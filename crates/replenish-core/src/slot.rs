//! Deck coordinates.
//!
//! The deck is a 4x4 grid addressed as `"A1"` through `"D4"`. Columns 1-3
//! hold primary slots. Column 4 is the expansion area: its four slots form
//! the fixed [`ReserveSlot`] enumeration that may be configured as reserve
//! capacity.

use serde::{Deserialize, Serialize};
use std::fmt;
use std::str::FromStr;

const ROWS: [char; 4] = ['A', 'B', 'C', 'D'];
const COLUMNS: u8 = 4;

/// A deck location. At most one holder, adapter or fixture occupies a slot.
#[derive(Debug, Clone, Copy, PartialEq, Eq, PartialOrd, Ord, Hash, Serialize, Deserialize)]
#[serde(try_from = "String", into = "String")]
pub struct Slot {
    row: u8,
    column: u8,
}

impl Slot {
    /// Build a slot from a row letter and a 1-based column.
    pub fn new(row: char, column: u8) -> Result<Self, SlotParseError> {
        let row_index = ROWS
            .iter()
            .position(|&r| r == row.to_ascii_uppercase())
            .ok_or_else(|| SlotParseError::Row(row))?;
        if column == 0 || column > COLUMNS {
            return Err(SlotParseError::Column(column));
        }
        Ok(Self {
            row: row_index as u8,
            column,
        })
    }

    pub fn row(self) -> char {
        ROWS[self.row as usize]
    }

    pub fn column(self) -> u8 {
        self.column
    }

    /// Whether this slot sits in the expansion column.
    pub fn is_expansion(self) -> bool {
        self.column == COLUMNS
    }

    /// Every slot on the deck, row-major.
    pub fn all() -> impl Iterator<Item = Slot> {
        (0..ROWS.len() as u8)
            .flat_map(|row| (1..=COLUMNS).map(move |column| Slot { row, column }))
    }
}

impl fmt::Display for Slot {
    fn fmt(&self, f: &mut fmt::Formatter<'_>) -> fmt::Result {
        write!(f, "{}{}", self.row(), self.column)
    }
}

impl FromStr for Slot {
    type Err = SlotParseError;

    fn from_str(s: &str) -> Result<Self, Self::Err> {
        let mut chars = s.trim().chars();
        let row = chars
            .next()
            .ok_or_else(|| SlotParseError::Malformed(s.to_string()))?;
        let rest: String = chars.collect();
        let column: u8 = rest
            .parse()
            .map_err(|_| SlotParseError::Malformed(s.to_string()))?;
        Slot::new(row, column)
    }
}

impl TryFrom<String> for Slot {
    type Error = SlotParseError;

    fn try_from(value: String) -> Result<Self, Self::Error> {
        value.parse()
    }
}

impl From<Slot> for String {
    fn from(slot: Slot) -> Self {
        slot.to_string()
    }
}

impl From<ReserveSlot> for Slot {
    fn from(reserve: ReserveSlot) -> Self {
        let row = match reserve {
            ReserveSlot::A4 => 0,
            ReserveSlot::B4 => 1,
            ReserveSlot::C4 => 2,
            ReserveSlot::D4 => 3,
        };
        Slot {
            row,
            column: COLUMNS,
        }
    }
}

/// The fixed set of slots that may be configured as reserve capacity.
#[derive(Debug, Clone, Copy, PartialEq, Eq, PartialOrd, Ord, Hash, Serialize, Deserialize)]
pub enum ReserveSlot {
    A4,
    B4,
    C4,
    D4,
}

impl ReserveSlot {
    pub const ALL: [ReserveSlot; 4] = [
        ReserveSlot::A4,
        ReserveSlot::B4,
        ReserveSlot::C4,
        ReserveSlot::D4,
    ];

    pub fn slot(self) -> Slot {
        self.into()
    }
}

impl TryFrom<Slot> for ReserveSlot {
    type Error = SlotParseError;

    fn try_from(slot: Slot) -> Result<Self, Self::Error> {
        ReserveSlot::ALL
            .into_iter()
            .find(|r| r.slot() == slot)
            .ok_or_else(|| SlotParseError::NotReserve(slot.to_string()))
    }
}

impl FromStr for ReserveSlot {
    type Err = SlotParseError;

    fn from_str(s: &str) -> Result<Self, Self::Err> {
        let slot: Slot = s
            .parse()
            .map_err(|_| SlotParseError::NotReserve(s.to_string()))?;
        ReserveSlot::try_from(slot)
    }
}

impl fmt::Display for ReserveSlot {
    fn fmt(&self, f: &mut fmt::Formatter<'_>) -> fmt::Result {
        self.slot().fmt(f)
    }
}

/// Errors produced while parsing deck coordinates.
#[derive(Debug, Clone, PartialEq, Eq, thiserror::Error)]
pub enum SlotParseError {
    #[error("malformed slot '{0}'")]
    Malformed(String),
    #[error("row '{0}' is not on the deck (expected A-D)")]
    Row(char),
    #[error("column {0} is not on the deck (expected 1-4)")]
    Column(u8),
    #[error("'{0}' is not a reserve slot (expected A4, B4, C4 or D4)")]
    NotReserve(String),
}

/// Format a list of slots the way operator prompts show them: `[A1, B2]`.
pub fn format_slots(slots: &[Slot]) -> String {
    let names: Vec<String> = slots.iter().map(Slot::to_string).collect();
    format!("[{}]", names.join(", "))
}

#[cfg(test)]
mod tests {
    use super::*;

    #[test]
    fn parse_and_display_round_trip() {
        let slot: Slot = "B2".parse().unwrap();
        assert_eq!(slot.row(), 'B');
        assert_eq!(slot.column(), 2);
        assert_eq!(slot.to_string(), "B2");
    }

    #[test]
    fn parse_is_case_insensitive_on_row() {
        let slot: Slot = "c3".parse().unwrap();
        assert_eq!(slot.to_string(), "C3");
    }

    #[test]
    fn parse_rejects_off_deck_coordinates() {
        assert_eq!("E1".parse::<Slot>(), Err(SlotParseError::Row('E')));
        assert_eq!("A5".parse::<Slot>(), Err(SlotParseError::Column(5)));
        assert_eq!("A0".parse::<Slot>(), Err(SlotParseError::Column(0)));
        assert!(matches!(
            "".parse::<Slot>(),
            Err(SlotParseError::Malformed(_))
        ));
        assert!(matches!(
            "AB".parse::<Slot>(),
            Err(SlotParseError::Malformed(_))
        ));
    }

    #[test]
    fn all_enumerates_sixteen_slots() {
        let all: Vec<Slot> = Slot::all().collect();
        assert_eq!(all.len(), 16);
        assert_eq!(all[0].to_string(), "A1");
        assert_eq!(all[15].to_string(), "D4");
        assert_eq!(all.iter().filter(|s| s.is_expansion()).count(), 4);
    }

    #[test]
    fn reserve_slots_are_the_expansion_column() {
        for reserve in ReserveSlot::ALL {
            assert!(reserve.slot().is_expansion());
        }
        assert_eq!("C4".parse::<ReserveSlot>(), Ok(ReserveSlot::C4));
        assert!(matches!(
            "C3".parse::<ReserveSlot>(),
            Err(SlotParseError::NotReserve(_))
        ));
        assert!(matches!(
            "Z9".parse::<ReserveSlot>(),
            Err(SlotParseError::NotReserve(_))
        ));
    }

    #[test]
    fn string_conversion_uses_display_form() {
        let slot: Slot = "D1".parse().unwrap();
        assert_eq!(String::from(slot), "D1");
        assert_eq!(Slot::try_from("D1".to_string()), Ok(slot));
        assert!(Slot::try_from("Q1".to_string()).is_err());
    }

    #[test]
    fn format_slots_lists_in_order() {
        let slots = vec!["A1".parse().unwrap(), "B2".parse().unwrap()];
        assert_eq!(format_slots(&slots), "[A1, B2]");
        assert_eq!(format_slots(&[]), "[]");
    }
}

Exercise objective - The expected answer is the complete material, restated exactly.

Task response -
filename crates/replenish-core/src/slot.rs
//! Deck coordinates.
//!
//! The deck is a 4x4 grid addressed as `"A1"` through `"D4"`. Columns 1-3
//! hold primary slots. Column 4 is the expansion area: its four slots form
//! the fixed [`ReserveSlot`] enumeration that may be configured as reserve
//! capacity.

use serde::{Deserialize, Serialize};
use std::fmt;
use std::str::FromStr;

const ROWS: [char; 4] = ['A', 'B', 'C', 'D'];
const COLUMNS: u8 = 4;

/// A deck location. At most one holder, adapter or fixture occupies a slot.
#[derive(Debug, Clone, Copy, PartialEq, Eq, PartialOrd, Ord, Hash, Serialize, Deserialize)]
#[serde(try_from = "String", into = "String")]
pub struct Slot {
    row: u8,
    column: u8,
}

impl Slot {
    /// Build a slot from a row letter and a 1-based column.
    pub fn new(row: char, column: u8) -> Result<Self, SlotParseError> {
        let row_index = ROWS
            .iter()
            .position(|&r| r == row.to_ascii_uppercase())
            .ok_or_else(|| SlotParseError::Row(row))?;
        if column == 0 || column > COLUMNS {
            return Err(SlotParseError::Column(column));
        }
        Ok(Self {
            row: row_index as u8,
            column,
        })
    }

    pub fn row(self) -> char {
        ROWS[self.row as usize]
    }

    pub fn column(self) -> u8 {
        self.column
    }

    /// Whether this slot sits in the expansion column.
    pub fn is_expansion(self) -> bool {
        self.column == COLUMNS
    }

    /// Every slot on the deck, row-major.
    pub fn all() -> impl Iterator<Item = Slot> {
        (0..ROWS.len() as u8)
            .flat_map(|row| (1..=COLUMNS).map(move |column| Slot { row, column }))
    }
}

impl fmt::Display for Slot {
    fn fmt(&self, f: &mut fmt::Formatter<'_>) -> fmt::Result {
        write!(f, "{}{}", self.row(), self.column)
    }
}

impl FromStr for Slot {
    type Err = SlotParseError;

    fn from_str(s: &str) -> Result<Self, Self::Err> {
        let mut chars = s.trim().chars();
        let row = chars
            .next()
            .ok_or_else(|| SlotParseError::Malformed(s.to_string()))?;
        let rest: String = chars.collect();
        let column: u8 = rest
            .parse()
            .map_err(|_| SlotParseError::Malformed(s.to_string()))?;
        Slot::new(row, column)
    }
}

impl TryFrom<String> for Slot {
    type Error = SlotParseError;

    fn try_from(value: String) -> Result<Self, Self::Error> {
        value.parse()
    }
}

impl From<Slot> for String {
    fn from(slot: Slot) -> Self {
        slot.to_string()
    }
}

impl From<ReserveSlot> for Slot {
    fn from(reserve: ReserveSlot) -> Self {
        let row = match reserve {
            ReserveSlot::A4 => 0,
            ReserveSlot::B4 => 1,
            ReserveSlot::C4 => 2,
            ReserveSlot::D4 => 3,
        };
        Slot {
            row,
            column: COLUMNS,
        }
    }
}

/// The fixed set of slots that may be configured as reserve capacity.
#[derive(Debug, Clone, Copy, PartialEq, Eq, PartialOrd, Ord, Hash, Serialize, Deserialize)]
pub enum ReserveSlot {
    A4,
    B4,
    C4,
    D4,
}

impl ReserveSlot {
    pub const ALL: [ReserveSlot; 4] = [
        ReserveSlot::A4,
        ReserveSlot::B4,
        ReserveSlot::C4,
        ReserveSlot::D4,
    ];

    pub fn slot(self) -> Slot {
        self.into()
    }
}

impl TryFrom<Slot> for ReserveSlot {
    type Error = SlotParseError;

    fn try_from(slot: Slot) -> Result<Self, Self::Error> {
        ReserveSlot::ALL
            .into_iter()
            .find(|r| r.slot() == slot)
            .ok_or_else(|| SlotParseError::NotReserve(slot.to_string()))
    }
}

impl FromStr for ReserveSlot {
    type Err = SlotParseError;

    fn from_str(s: &str) -> Result<Self, Self::Err> {
        let slot: Slot = s
            .parse()
            .map_err(|_| SlotParseError::NotReserve(s.to_string()))?;
        ReserveSlot::try_from(slot)
    }
}

impl fmt::Display for ReserveSlot {
    fn fmt(&self, f: &mut fmt::Formatter<'_>) -> fmt::Result {
        self.slot().fmt(f)
    }
}

/// Errors produced while parsing deck coordinates.
#[derive(Debug, Clone, PartialEq, Eq, thiserror::Error)]
pub enum SlotParseError {
    #[error("malformed slot '{0}'")]
    Malformed(String),
    #[error("row '{0}' is not on the deck (expected A-D)")]
    Row(char),
    #[error("column {0} is not on the deck (expected 1-4)")]
    Column(u8),
    #[error("'{0}' is not a reserve slot (expected A4, B4, C4 or D4)")]
    NotReserve(String),
}

/// Format a list of slots the way operator prompts show them: `[A1, B2]`.
pub fn format_slots(slots: &[Slot]) -> String {
    let names: Vec<String> = slots.iter().map(Slot::to_string).collect();
    format!("[{}]", names.join(", "))
}

#[cfg(test)]
mod tests {
    use super::*;

    #[test]
    fn parse_and_display_round_trip() {
        let slot: Slot = "B2".parse().unwrap();
        assert_eq!(slot.row(), 'B');
        assert_eq!(slot.column(), 2);
        assert_eq!(slot.to_string(), "B2");
    }

    #[test]
    fn parse_is_case_insensitive_on_row() {
        let slot: Slot = "c3".parse().unwrap();
        assert_eq!(slot.to_string(), "C3");
    }

    #[test]
    fn parse_rejects_off_deck_coordinates() {
        assert_eq!("E1".parse::<Slot>(), Err(SlotParseError::Row('E')));
        assert_eq!("A5".parse::<Slot>(), Err(SlotParseError::Column(5)));
        assert_eq!("A0".parse::<Slot>(), Err(SlotParseError::Column(0)));
        assert!(matches!(
            "".parse::<Slot>(),
            Err(SlotParseError::Malformed(_))
        ));
        assert!(matches!(
            "AB".parse::<Slot>(),
            Err(SlotParseError::Malformed(_))
        ));
    }

    #[test]
    fn all_enumerates_sixteen_slots() {
        let all: Vec<Slot> = Slot::all().collect();
        assert_eq!(all.len(), 16);
        assert_eq!(all[0].to_string(), "A1");
        assert_eq!(all[15].to_string(), "D4");
        assert_eq!(all.iter().filter(|s| s.is_expansion()).count(), 4);
    }

    #[test]
    fn reserve_slots_are_the_expansion_column() {
        for reserve in ReserveSlot::ALL {
            assert!(reserve.slot().is_expansion());
        }
        assert_eq!("C4".parse::<ReserveSlot>(), Ok(ReserveSlot::C4));
        assert!(matches!(
            "C3".parse::<ReserveSlot>(),
            Err(SlotParseError::NotReserve(_))
        ));
        assert!(matches!(
            "Z9".parse::<ReserveSlot>(),
            Err(SlotParseError::NotReserve(_))
        ));
    }

    #[test]
    fn string_conversion_uses_display_form() {
        let slot: Slot = "D1".parse().unwrap();
        assert_eq!(String::from(slot), "D1");
        assert_eq!(Slot::try_from("D1".to_string()), Ok(slot));
        assert!(Slot::try_from("Q1".to_string()).is_err());
    }

    #[test]
    fn format_slots_lists_in_order() {
        let slots = vec!["A1".parse().unwrap(), "B2".parse().unwrap()];
        assert_eq!(format_slots(&slots), "[A1, B2]");
        assert_eq!(format_slots(&[]), "[]");
    }
}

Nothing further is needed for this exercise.